Científicos de IrsiCaixa han descrito nuevas mutaciones en regiones externas a la proteasa

Localizan dónde muta el VIH para resistir a los antirretrovirales
Redacción
Lunes, 26 de junio de 2017, a las 17:00
Científicos del Instituto de Investigación del Sida IrsiCaixa han descrito nuevas mutaciones en regiones externas a la proteasa –una proteína clave en la maduración del virus– que el VIH utiliza para hacerse resistente a los antirretrovirales, ha informado el centro en un comunicado.

El trabajo, publicado en la revista Scientific Reports del grupo Nature, puede contribuir al diseño de nuevos medicamentos efectivos contra estas regiones del virus y ayudar a predecir la efectividad de los tratamientos, proporcionando una medicina personalizada para las personas con VIH.

Los inhibidores de la proteasa son una familia de fármacos antirretrovirales que bloquean la proteasa del VIH, haciendo que el virus no madure y, por tanto, no sea infeccioso, pero cuando el tratamiento fracasa se debe a que el VIH se hace resistente mutando en unas posiciones muy concretas de esta proteína.

Los investigadores han descubierto que esto puede deberse a la aparición de mutaciones en regiones externas a la proteasa, concretamente, en las proteínas de unas zonas del VIH llamadas matriz y cápside, y que hasta ahora no se habían identificado.
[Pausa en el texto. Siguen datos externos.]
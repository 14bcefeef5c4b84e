//! Reconciliation Integration Tests
//!
//! Tests for the update/add/skip/disable/backup policies.

use std::collections::{HashMap, HashSet, VecDeque};
use std::sync::Mutex;

use async_trait::async_trait;
use iptv_sync::adapters::LivenessProbe;
use iptv_sync::core::UNREACHABLE_SUFFIX;
use iptv_sync::domain::SyncEvent;
use iptv_sync::{playlist, Entry, Reconciler, UpstreamIndex};

/// Probe that must never be called
struct NoProbe;

#[async_trait]
impl LivenessProbe for NoProbe {
    async fn is_live(&self, url: &str) -> bool {
        panic!("probe called for {} without validation", url);
    }
}

/// Probe answering from a fixed set of live URLs
struct SetProbe {
    live: HashSet<String>,
}

impl SetProbe {
    fn new(live: &[&str]) -> Self {
        Self {
            live: live.iter().map(|s| s.to_string()).collect(),
        }
    }
}

#[async_trait]
impl LivenessProbe for SetProbe {
    async fn is_live(&self, url: &str) -> bool {
        self.live.contains(url)
    }
}

/// Probe replaying a scripted sequence of answers per URL
struct ScriptedProbe {
    answers: Mutex<HashMap<String, VecDeque<bool>>>,
}

impl ScriptedProbe {
    fn new(script: &[(&str, Vec<bool>)]) -> Self {
        let answers = script
            .iter()
            .map(|(url, seq)| (url.to_string(), seq.iter().copied().collect()))
            .collect();
        Self {
            answers: Mutex::new(answers),
        }
    }
}

#[async_trait]
impl LivenessProbe for ScriptedProbe {
    async fn is_live(&self, url: &str) -> bool {
        let mut answers = self.answers.lock().unwrap();
        answers
            .get_mut(url)
            .and_then(VecDeque::pop_front)
            .unwrap_or(false)
    }
}

fn entry(line: &str, url: &str) -> Entry {
    Entry::new(line, url, false)
}

fn chan_a_index() -> UpstreamIndex {
    UpstreamIndex::from_sources(vec![vec![
        entry(r#"#EXTINF:-1 tvg-id="x",Channel A"#, "http://a.test/2"),
        entry(r#"#EXTINF:-1 tvg-id="x",Channel A mirror"#, "http://a.test/3"),
    ]])
}

#[tokio::test]
async fn test_update_and_backup_scenario() {
    let curated = playlist::parse("#EXTM3U\n#EXTINF:-1 tvg-id=\"x\",Chan A\nhttp://a.test/1\n");

    let report = Reconciler::new(&NoProbe, false)
        .reconcile(curated, &chan_a_index())
        .await;

    assert_eq!(report.entries.len(), 2);
    assert_eq!(report.entries[0].display_name(), "Chan A");
    assert_eq!(report.entries[0].stream_url, "http://a.test/2");
    assert!(!report.entries[0].disabled);

    assert_eq!(report.entries[1].display_name(), "Chan A (Backup)");
    assert_eq!(report.entries[1].stream_url, "http://a.test/3");
    assert!(!report.entries[1].disabled);

    assert_eq!(report.stats.updated, 1);
    assert_eq!(report.stats.backups_created, 1);
    assert_eq!(report.stats.added, 0);
    assert_eq!(report.stats.changes(), 2);

    assert_eq!(
        playlist::serialize(&report.entries),
        "#EXTM3U\n#EXTINF:-1 tvg-id=\"x\",Chan A\nhttp://a.test/2\n\n#EXTINF:-1 tvg-id=\"x\",Chan A (Backup)\nhttp://a.test/3\n\n"
    );
}

#[tokio::test]
async fn test_duplicate_suppression_keeps_first() {
    let curated = vec![
        entry(r#"#EXTINF:-1 tvg-id="dup",First"#, "http://first.test"),
        entry(r#"#EXTINF:-1 tvg-id="dup",Second"#, "http://second.test"),
        entry("#EXTINF:-1,Other", "http://other.test"),
    ];

    let report = Reconciler::new(&NoProbe, false)
        .reconcile(curated, &UpstreamIndex::new())
        .await;

    let names: Vec<&str> = report.entries.iter().map(Entry::display_name).collect();
    assert_eq!(names, vec!["First", "Other"]);
    assert_eq!(report.stats.duplicates_skipped, 1);
    assert_eq!(report.stats.changes(), 0);
    assert!(report
        .events
        .iter()
        .any(|e| matches!(e, SyncEvent::DuplicateSkipped { name, .. } if name == "Second")));
}

#[tokio::test]
async fn test_name_key_duplicates() {
    let curated = vec![
        entry("#EXTINF:-1,Sky News", "http://one.test"),
        entry("#EXTINF:-1,  SKY   news! ", "http://two.test"),
    ];

    let report = Reconciler::new(&NoProbe, false)
        .reconcile(curated, &UpstreamIndex::new())
        .await;

    assert_eq!(report.entries.len(), 1);
    assert_eq!(report.entries[0].stream_url, "http://one.test");
}

#[tokio::test]
async fn test_disabled_entry_is_not_overwritten() {
    let curated = vec![Entry::new(r#"#EXTINF:-1 tvg-id="x",Chan A"#, "http://a.test/1", true)];

    let report = Reconciler::new(&NoProbe, false)
        .reconcile(curated, &chan_a_index())
        .await;

    assert_eq!(report.entries[0].stream_url, "http://a.test/1");
    assert!(report.entries[0].disabled);
    assert_eq!(report.stats.updated, 0);
    assert!(report
        .events
        .contains(&SyncEvent::KeptDisabled { name: "Chan A".to_string() }));
}

#[tokio::test]
async fn test_empty_url_adopts_first_alternative() {
    let curated = vec![entry(r#"#EXTINF:-1 tvg-id="x",Chan A"#, "")];

    let report = Reconciler::new(&NoProbe, false)
        .reconcile(curated, &chan_a_index())
        .await;

    assert_eq!(report.entries[0].stream_url, "http://a.test/2");
    assert!(!report.entries[0].disabled);
    assert_eq!(report.stats.added, 1);
    assert_eq!(report.stats.updated, 0);
}

#[tokio::test]
async fn test_unmatched_placeholder_is_unchanged() {
    let curated = vec![entry("#EXTINF:-1,Coming Soon", "")];

    let report = Reconciler::new(&NoProbe, false)
        .reconcile(curated.clone(), &chan_a_index())
        .await;

    assert_eq!(report.entries, curated);
    assert!(report.entries[0].disabled);
    assert_eq!(report.stats.changes(), 0);
    assert_eq!(
        report.events,
        vec![SyncEvent::WaitingForSource {
            name: "Coming Soon".to_string()
        }]
    );
}

#[tokio::test]
async fn test_existing_variant_suppresses_backup() {
    let curated = vec![
        entry(r#"#EXTINF:-1 tvg-id="x",Chan A"#, "http://a.test/1"),
        entry(r#"#EXTINF:-1 tvg-id="x-hd",Chan A HD"#, "http://a.test/hd"),
    ];

    let report = Reconciler::new(&NoProbe, false)
        .reconcile(curated, &chan_a_index())
        .await;

    assert_eq!(report.entries.len(), 2);
    assert_eq!(report.stats.backups_created, 0);
}

#[tokio::test]
async fn test_backup_variant_gets_no_backup() {
    let curated = vec![entry(r#"#EXTINF:-1 tvg-id="x",Chan A Backup"#, "http://a.test/1")];

    let report = Reconciler::new(&NoProbe, false)
        .reconcile(curated, &chan_a_index())
        .await;

    assert_eq!(report.entries.len(), 1);
    assert_eq!(report.stats.updated, 1);
    assert_eq!(report.stats.backups_created, 0);
}

#[tokio::test]
async fn test_single_alternative_gets_no_backup() {
    let index = UpstreamIndex::from_sources(vec![vec![entry("#EXTINF:-1,Solo", "http://solo.test/2")]]);
    let curated = vec![entry("#EXTINF:-1,Solo", "http://solo.test/1")];

    let report = Reconciler::new(&NoProbe, false).reconcile(curated, &index).await;

    assert_eq!(report.entries.len(), 1);
    assert_eq!(report.entries[0].stream_url, "http://solo.test/2");
}

#[tokio::test]
async fn test_equal_url_is_not_a_change() {
    let index = UpstreamIndex::from_sources(vec![vec![entry("#EXTINF:-1,Same", "http://same.test")]]);
    let curated = vec![entry("#EXTINF:-1,Same", "http://same.test")];

    let report = Reconciler::new(&NoProbe, false).reconcile(curated, &index).await;

    assert_eq!(report.stats.changes(), 0);
    assert!(report.events.is_empty());
}

#[tokio::test]
async fn test_validation_picks_first_live_alternative() {
    let curated = vec![entry(r#"#EXTINF:-1 tvg-id="x",Chan A"#, "http://a.test/1")];
    let probe = SetProbe::new(&["http://a.test/3"]);

    let report = Reconciler::new(&probe, true)
        .reconcile(curated, &chan_a_index())
        .await;

    assert_eq!(report.entries[0].stream_url, "http://a.test/3");
    assert!(!report.entries[0].disabled);
    assert_eq!(report.stats.updated, 1);
}

#[tokio::test]
async fn test_failed_probe_adopts_untried_alternative() {
    let curated = vec![entry(r#"#EXTINF:-1 tvg-id="x",Chan A"#, "http://a.test/1")];
    // a.test/2 passes selection, then fails the follow-up probe
    let probe = ScriptedProbe::new(&[
        ("http://a.test/2", vec![true, false]),
        ("http://a.test/3", vec![true]),
    ]);

    let report = Reconciler::new(&probe, true)
        .reconcile(curated, &chan_a_index())
        .await;

    let chan = &report.entries[0];
    assert_eq!(chan.stream_url, "http://a.test/3");
    assert!(!chan.disabled);
    assert_eq!(report.stats.updated, 2);
    assert!(report.events.contains(&SyncEvent::AlternativeAdopted {
        name: "Chan A".to_string(),
        url: "http://a.test/3".to_string(),
        index: 1,
    }));
}

#[tokio::test]
async fn test_nothing_live_deactivates_entry() {
    let curated = vec![entry(r#"#EXTINF:-1 tvg-id="x",Chan A"#, "http://a.test/1")];
    let probe = SetProbe::new(&[]);

    let report = Reconciler::new(&probe, true)
        .reconcile(curated, &chan_a_index())
        .await;

    let chan = &report.entries[0];
    assert!(chan.disabled);
    assert_eq!(chan.stream_url, format!("http://a.test/2{}", UNREACHABLE_SUFFIX));
    assert_eq!(
        chan.to_lines().last().unwrap(),
        "#http://a.test/2 # disabled: unreachable"
    );
    // The fallback to the first alternative still counts as an update
    assert_eq!(report.stats.updated, 1);
}

#[tokio::test]
async fn test_unmatched_dead_url_is_deactivated() {
    let curated = vec![entry("#EXTINF:-1,Lonely", "http://lonely.test")];
    let probe = SetProbe::new(&[]);

    let report = Reconciler::new(&probe, true)
        .reconcile(curated, &UpstreamIndex::new())
        .await;

    assert!(report.entries[0].disabled);
    assert!(report.entries[0].stream_url.ends_with(UNREACHABLE_SUFFIX));
    assert_eq!(report.stats.changes(), 0);
}

#[tokio::test]
async fn test_validation_skips_disabled_entries() {
    let curated = vec![Entry::new("#EXTINF:-1,Off", "http://off.test", true)];
    let probe = SetProbe::new(&[]);

    let report = Reconciler::new(&probe, true)
        .reconcile(curated, &UpstreamIndex::new())
        .await;

    assert_eq!(report.entries[0].stream_url, "http://off.test");
    assert!(report.entries[0].disabled);
}

#[tokio::test]
async fn test_output_order_follows_input() {
    let index = UpstreamIndex::from_sources(vec![
        vec![
            entry("#EXTINF:-1,B", "http://b.test/1"),
            entry("#EXTINF:-1,A", "http://a.test/1"),
        ],
        vec![entry("#EXTINF:-1,B", "http://b.test/2")],
    ]);
    let curated = vec![
        entry("#EXTINF:-1,A", ""),
        entry("#EXTINF:-1,B", ""),
        entry("#EXTINF:-1,C", ""),
    ];

    let report = Reconciler::new(&NoProbe, false).reconcile(curated, &index).await;

    let names: Vec<&str> = report.entries.iter().map(Entry::display_name).collect();
    assert_eq!(names, vec!["A", "B", "B (Backup)", "C"]);
    assert_eq!(report.entries[2].stream_url, "http://b.test/2");
    assert_eq!(report.stats.added, 2);
}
Además, el hallazgo también permitirá anticipar si una persona es portadora de este tipo de virus resistente y adecuar su tratamiento antirretroviral, ha destacado el IrsiCaixa.

Zonas implicadas

Según ha explicado la responsable del grupo de Escape Inmunitario y Vacunas (Virievac) de IrsiCaixa, Julia García, durante los últimos años los investigadores "se han planteado qué ocurre en las zonas del virus externas a la proteasa para que los fármacos no sean efectivos".

Algunos estudios previos describían que había mutaciones fuera de la proteasa involucradas en estos mecanismos de resistencia y el objetivo del estudio ha sido identificar en qué zonas del virus se daban estas mutaciones.

Para hacer la investigación, los científicos han secuenciado el ADN de los virus de pacientes tratados con inhibidores de la proteasa durante al menos nueve años, para analizar cómo evolucionaban conjuntamente la proteasa y una proteína estructural del virus llamada gag durante la administración prolongada del fármaco.

Esto les permitió identificar regiones del virus implicadas en la adquisición de resistencias a los inhibidores de proteasa y que eran "hasta ahora desconocidas, pero importantes", ha sostenido García.

El trabajo ha sido realizado por científicos del IrsiCaixa, impulsado conjuntamente por Obra Social La Caixa y la Conselleria de Salud de Cataluña con la colaboración de investigadores de la Universidad de California San Diego (Estados Unidos) y de la Ludwig-Maximilians-Universität de Munich (Alemania).